De un tirón arrancó las cortinas de los brazos de Scarlett y las apretó contra sus monumentales y caídos pechos, como si fuesen sagradas reliquias.
—No será de los cortinones de la señora Ellen de donde sacará usted el vestido, si era eso lo que pensaba hacer. Mientras yo conserve el aliento, no le dejaré hacerlo.
Por un momento, la expresión que Mamita solía calificar interiormente de «la de toro que embiste» pareció asomarse a la fisonomía de su joven ama, pero pronto se distendió en una de aquellas sonrisas a las que Mamita no sabía resistir. Sin embargo, la vieja esclava no se dejaba engañar. Sabía que Scarlett empleaba esta sonrisa sólo para ablandarla, y ella no estaba dispuesta a ceder.
—Mamita, no seas mala. Tengo que ir a Atlanta a buscar dinero, y necesito un vestido decente.
—No necesita usted otro vestido. Ahora ninguna señora de verdad tiene vestidos nuevos. Llevan los viejos y los llevan con orgullo. No hay razón para que una hija de la señora Ellen no pueda llevar los trapos que le dé la gana, y todo el mundo le tendrá el mismo respeto que si vistiese de seda.
La expresión «de toro que embiste» comenzó a dibujarse nuevamente. «Señor —pensaba Mamita—, es curioso cómo, con el tiempo, la señora Scarlett se parece más al señor Gerald que a la señora Ellen.»
—Vamos, Mamita, ya sabes que tía Pitty nos escribió que la señorita Fanny Elsing se casa el sábado, y, naturalmente, yo voy a la boda. Tengo que ir con un vestido presentable.
—El vestido que lleva usted ahora está tan bien como el vestido de la novia, seguramente. La señorita Pitty escribió que los Elsing hoy día son muy pobres.
—Pero ¡necesito otro vestido! Mamita, ya sabes que hemos de encontrar dinero. Las contribuciones...
—Sí, señora, sé lo de las contribuciones, pero...
—¡Ah!, ¿lo sabes?
—Dios me dio oídos para que oyese, ¿no? Especialmente cuando el señor Will nunca se molesta en cerrar la puerta.
¿Había algo de que Mamita no estuviese enterada? Scarlett se maravillaba de que un corpachón tan grande, que hacía trepidar el piso de madera cuando andaba por él, pudiese moverse tan inaudiblemente cuando su propietaria quería escuchar una conversación.
—Bueno, si has oído todo eso, supongo que habrás oído también a Jonnas Wilkerson y a Emmie...

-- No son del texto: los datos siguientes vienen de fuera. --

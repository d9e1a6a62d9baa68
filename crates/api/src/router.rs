//! Shared application router builder.
//!
//! Provides [`build_app_router`] so both the production binary (`main.rs`)
//! and integration tests use the exact same middleware stack.

use std::time::Duration;

use axum::http::header::{AUTHORIZATION, CONTENT_TYPE};
use axum::http::{HeaderName, Method, StatusCode};
use axum::Router;
use tower_http::catch_panic::CatchPanicLayer;
use tower_http::cors::CorsLayer;
use tower_http::request_id::{MakeRequestUuid, PropagateRequestIdLayer, SetRequestIdLayer};
use tower_http::timeout::TimeoutLayer;
use tower_http::trace::{DefaultMakeSpan, DefaultOnResponse, TraceLayer};
use tracing::Level;

use crate::config::ServerConfig;
use crate::routes;
use crate::state::AppState;

/// Build the full application [`Router`] with all middleware layers.
///
/// The middleware stack is applied bottom-up:
///
/// 1. CORS
/// 2. Set request ID on incoming requests
/// 3. Structured request/response tracing
/// 4. Propagate request ID to response
/// 5. Request timeout
/// 6. Panic recovery (catch panics, return 500)
pub fn build_app_router(state: AppState, config: &ServerConfig) -> Router {
    let cors = build_cors_layer(config);
    let request_id_header = HeaderName::from_static("x-request-id");

    Router::new()
        // Health check at root level (not under /api/v1).
        .merge(routes::health::router())
        .nest("/api/v1", routes::api_routes(config))
        .layer(CatchPanicLayer::new())
        .layer(TimeoutLayer::with_status_code(
            StatusCode::REQUEST_TIMEOUT,
            Duration::from_secs(config.request_timeout_secs),
        ))
        .layer(PropagateRequestIdLayer::new(request_id_header.clone()))
        .layer(
            TraceLayer::new_for_http()
                .make_span_with(DefaultMakeSpan::new().level(Level::INFO))
                .on_response(DefaultOnResponse::new().level(Level::INFO)),
        )
        .layer(SetRequestIdLayer::new(request_id_header, MakeRequestUuid))
        .layer(cors)
        .with_state(state)
}

/// Build the CORS middleware layer from server configuration.
///
/// Panics at startup if any configured origin is invalid.
pub fn build_cors_layer(config: &ServerConfig) -> CorsLayer {
    let origins: Vec<_> = config
        .cors_origins
        .iter()
        .map(|o| {
            o.parse()
                .unwrap_or_else(|e| panic!("Invalid CORS origin '{o}': {e}"))
        })
        .collect();

    CorsLayer::new()
        .allow_origin(origins)
        .allow_methods([Method::GET, Method::POST])
        .allow_headers([CONTENT_TYPE, AUTHORIZATION])
        .allow_credentials(true)
        .max_age(Duration::from_secs(3600))
}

—Sí, señora —contestó Mamita con ojos como brasas. —Entonces, no seas mala, Mamita. ¿No comprendes que tengo que ir a Atlanta y buscar el dinero para la contribución...? Tengo que encontrar dinero. ¡Sin falta! —Golpeó sus pequeños puños uno contra el otro—. ¡Por Dios santo, Mamita! Quieren ponernos a todos en la calle, y ¿adonde iremos? ¿Vas a discutir conmigo una bagatela como las cortinas de mamá, cuando esa asquerosa Emmie, que la mató, se propone trasladarse aquí y dormir en la cama en que dormía mamá?
Mamita se apoyaba sobre un pie y sobre otro, alternativamente, como un elefante inquieto. Percibía vagamente que acabaría transigiendo.
—No, señora, no quiero ver a esa asquerosa en esta casa, ni vernos nosotras en la calle, pero...
Con escrutadores ojos y aire acusador, miró a Scarlett y preguntó:
—¿De quién piensa usted recibir el dinero, para necesitar un vestido nuevo?
—Eso... —dijo Scarlett, cogida por sorpresa—, eso es cosa mía.
Mamita le dirigió una aguda mirada, lo mismo que cuando Scarlett era pequeña y conseguía enhebrar plausibles excusas para sus travesuras. Parecía leer en su mente, y Scarlett bajó involuntariamente los ojos: era la primera vez que experimentaba un sentimiento de culpabilidad por lo que se proponía hacer.